Chapter 18
"You say that because you are kind--too kind to have reflected enough, perhaps. An accident--the happiest accident in the world for me--has given me a chance to see something of you, Lady Betty; but do you understand that only by an accident could a rough fellow like me have any place at all in your life, no matter how small or temporary? I don't want to take advantage of that sweet kindness of yours, which is partly all your own, and partly the essence of your youth and innocence."
"Now you are making me very cross," said I. "I won't hear you talk so. You may laugh at me, because we've known each other such a short time, but really and truly you are the best friend I've ever had. I wouldn't lose you for anyone or anything in the world, and _I_ don't mean to, unless you get tired of me--so, there!"
"Tired of you! Good heavens, I tired of you!"
"Very well, then," said I flippantly, "so far as I'm concerned you needn't say 'good-bye' to the Valley Farm till you feel the first symptoms coming on."
"Lady Betty," remarked Mr. Brett, "I wonder if there's another girl like you in the world?"
"According to my Mother, there isn't another so vexing," I replied.
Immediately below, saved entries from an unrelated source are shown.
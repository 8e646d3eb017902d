//! The event domain model.
//!
//! [`EventRecord`] is the authoritative shape stored in the repository;
//! [`EventSnapshot`] is the fully dereferenced view (creator and attendees
//! expanded to [`Profile`]s) that gets broadcast after a mutation.

use chrono::{DateTime, Utc};
use serde::{Deserialize, Serialize};

use crate::ids::{EventId, PrincipalId};

/// Event category.
#[derive(Clone, Copy, Debug, PartialEq, Eq, Hash, Serialize, Deserialize)]
#[serde(rename_all = "lowercase")]
pub enum EventCategory {
    /// Multi-track conference.
    Conference,
    /// Hands-on workshop.
    Workshop,
    /// Social gathering.
    Social,
    /// Anything else.
    Other,
}

/// Publication status of an event.
#[derive(Clone, Copy, Debug, PartialEq, Eq, Serialize, Deserialize)]
#[serde(rename_all = "lowercase")]
pub enum EventStatus {
    /// Not yet visible.
    Draft,
    /// Live and joinable.
    Published,
    /// Cancelled by the creator.
    Cancelled,
}

impl Default for EventStatus {
    fn default() -> Self {
        Self::Published
    }
}

/// Authoritative event state as stored in the repository.
#[derive(Clone, Debug, Serialize, Deserialize)]
#[serde(rename_all = "camelCase")]
pub struct EventRecord {
    /// Event identifier.
    pub id: EventId,
    /// Event title.
    pub title: String,
    /// Event description.
    pub description: String,
    /// When the event takes place.
    pub date: DateTime<Utc>,
    /// Category.
    pub category: EventCategory,
    /// Where the event takes place.
    pub location: String,
    /// Principal that created the event.
    pub creator: PrincipalId,
    /// Principals attending the event.
    pub attendees: Vec<PrincipalId>,
    /// Attendance cap; `None` means unlimited.
    #[serde(skip_serializing_if = "Option::is_none")]
    pub max_attendees: Option<usize>,
    /// Publication status.
    #[serde(default)]
    pub status: EventStatus,
    /// Creation time.
    pub created_at: DateTime<Utc>,
    /// Last mutation time.
    pub updated_at: DateTime<Utc>,
}

impl EventRecord {
    /// Whether `principal` is already in the attendee list.
    #[must_use]
    pub fn is_attending(&self, principal: &PrincipalId) -> bool {
        self.attendees.contains(principal)
    }

    /// Whether the attendee list has reached `max_attendees`.
    #[must_use]
    pub fn is_full(&self) -> bool {
        self.max_attendees
            .is_some_and(|cap| self.attendees.len() >= cap)
    }
}

/// Public view of a principal, used when dereferencing snapshots.
#[derive(Clone, Debug, PartialEq, Eq, Serialize, Deserialize)]
#[serde(rename_all = "camelCase")]
pub struct Profile {
    /// Principal identifier.
    pub id: PrincipalId,
    /// Display name.
    pub name: String,
    /// Contact email.
    pub email: String,
}

/// Fully dereferenced event view produced by a fresh read immediately
/// before broadcast, so every subscriber observes a consistent
/// post-mutation state.
#[derive(Clone, Debug, Serialize, Deserialize)]
#[serde(rename_all = "camelCase")]
pub struct EventSnapshot {
    /// Event identifier.
    pub id: EventId,
    /// Event title.
    pub title: String,
    /// Event description.
    pub description: String,
    /// When the event takes place.
    pub date: DateTime<Utc>,
    /// Category.
    pub category: EventCategory,
    /// Where the event takes place.
    pub location: String,
    /// Creator, expanded.
    pub creator: Profile,
    /// Attendees, expanded.
    pub attendees: Vec<Profile>,
    /// Number of attendees.
    pub attendee_count: usize,
    /// Attendance cap; `None` means unlimited.
    #[serde(skip_serializing_if = "Option::is_none")]
    pub max_attendees: Option<usize>,
    /// Publication status.
    pub status: EventStatus,
    /// Last mutation time.
    pub updated_at: DateTime<Utc>,
}

/// Input for creating an event.
#[derive(Clone, Debug, Serialize, Deserialize)]
#[serde(rename_all = "camelCase")]
pub struct NewEvent {
    /// Event title.
    pub title: String,
    /// Event description.
    pub description: String,
    /// When the event takes place.
    pub date: DateTime<Utc>,
    /// Category.
    pub category: EventCategory,
    /// Where the event takes place.
    pub location: String,
    /// Attendance cap; `None` means unlimited.
    #[serde(default, skip_serializing_if = "Option::is_none")]
    pub max_attendees: Option<usize>,
    /// Publication status; defaults to published.
    #[serde(default)]
    pub status: EventStatus,
}

/// Partial update applied to an event. `None` fields are left untouched.
#[derive(Clone, Debug, Default, Serialize, Deserialize)]
#[serde(rename_all = "camelCase")]
pub struct EventPatch {
    /// New title.
    #[serde(default, skip_serializing_if = "Option::is_none")]
    pub title: Option<String>,
    /// New description.
    #[serde(default, skip_serializing_if = "Option::is_none")]
    pub description: Option<String>,
    /// New date.
    #[serde(default, skip_serializing_if = "Option::is_none")]
    pub date: Option<DateTime<Utc>>,
    /// New category.
    #[serde(default, skip_serializing_if = "Option::is_none")]
    pub category: Option<EventCategory>,
    /// New location.
    #[serde(default, skip_serializing_if = "Option::is_none")]
    pub location: Option<String>,
    /// New attendance cap.
    #[serde(default, skip_serializing_if = "Option::is_none")]
    pub max_attendees: Option<Option<usize>>,
    /// New status.
    #[serde(default, skip_serializing_if = "Option::is_none")]
    pub status: Option<EventStatus>,
    /// Replacement attendee list (used by the attend pipeline).
    #[serde(default, skip_serializing_if = "Option::is_none")]
    pub attendees: Option<Vec<PrincipalId>>,
}

impl EventPatch {
    /// A patch that only replaces the attendee list.
    #[must_use]
    pub fn attendees(attendees: Vec<PrincipalId>) -> Self {
        Self {
            attendees: Some(attendees),
            ..Self::default()
        }
    }
}

/// List query: free-text title term, category filter, pagination.
#[derive(Clone, Debug, Default, Deserialize)]
#[serde(rename_all = "camelCase")]
pub struct EventQuery {
    /// Case-insensitive substring match against the title.
    #[serde(default)]
    pub term: Option<String>,
    /// Match any of these categories; empty means all.
    #[serde(default)]
    pub categories: Vec<EventCategory>,
    /// 1-based page number.
    #[serde(default)]
    pub page: Option<usize>,
    /// Page size.
    #[serde(default)]
    pub limit: Option<usize>,
}

impl EventQuery {
    /// Default page size.
    pub const DEFAULT_LIMIT: usize = 10;

    /// Effective 1-based page (minimum 1).
    #[must_use]
    pub fn page(&self) -> usize {
        self.page.unwrap_or(1).max(1)
    }

    /// Effective page size (minimum 1).
    #[must_use]
    pub fn limit(&self) -> usize {
        self.limit.unwrap_or(Self::DEFAULT_LIMIT).max(1)
    }

    /// Stable fingerprint of the filter portion, used in cache keys.
    #[must_use]
    pub fn fingerprint(&self) -> String {
        let term = self.term.as_deref().unwrap_or("");
        let mut cats: Vec<String> = self
            .categories
            .iter()
            .map(|c| format!("{c:?}").to_lowercase())
            .collect();
        cats.sort();
        format!("{term}|{}", cats.join(","))
    }
}

/// Pagination block returned with every list response.
#[derive(Clone, Debug, Serialize, Deserialize)]
#[serde(rename_all = "camelCase")]
pub struct Pagination {
    /// Total matching events.
    pub total: usize,
    /// Total pages at the requested limit.
    pub pages: usize,
    /// The returned page (1-based).
    pub current: usize,
}

/// One page of dereferenced events.
#[derive(Clone, Debug, Serialize, Deserialize)]
#[serde(rename_all = "camelCase")]
pub struct EventPage {
    /// Events on this page, ordered by date ascending.
    pub events: Vec<EventSnapshot>,
    /// Pagination block.
    pub pagination: Pagination,
}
We both laughed; and then he suddenly said, "Here is Aristo."
I stared about wildly. "Where, where?" I asked.
He laughed a great deal more. "Why, you're looking right at the postoffice and the grocery and drygoods store."
Sure enough, there was a brown wooden building at the top of a dusty hill we were just climbing; but there was nothing else anywhere, except a clear brown creek, and some sweet-smelling meadows with a white horse gazing in a bored way over rather a queer fence, and some cows asleep under a clump of maple trees on our side of a young birch grove.
"Where's the rest of it?" I went on. "Where are the other shops, and the houses, and the people?"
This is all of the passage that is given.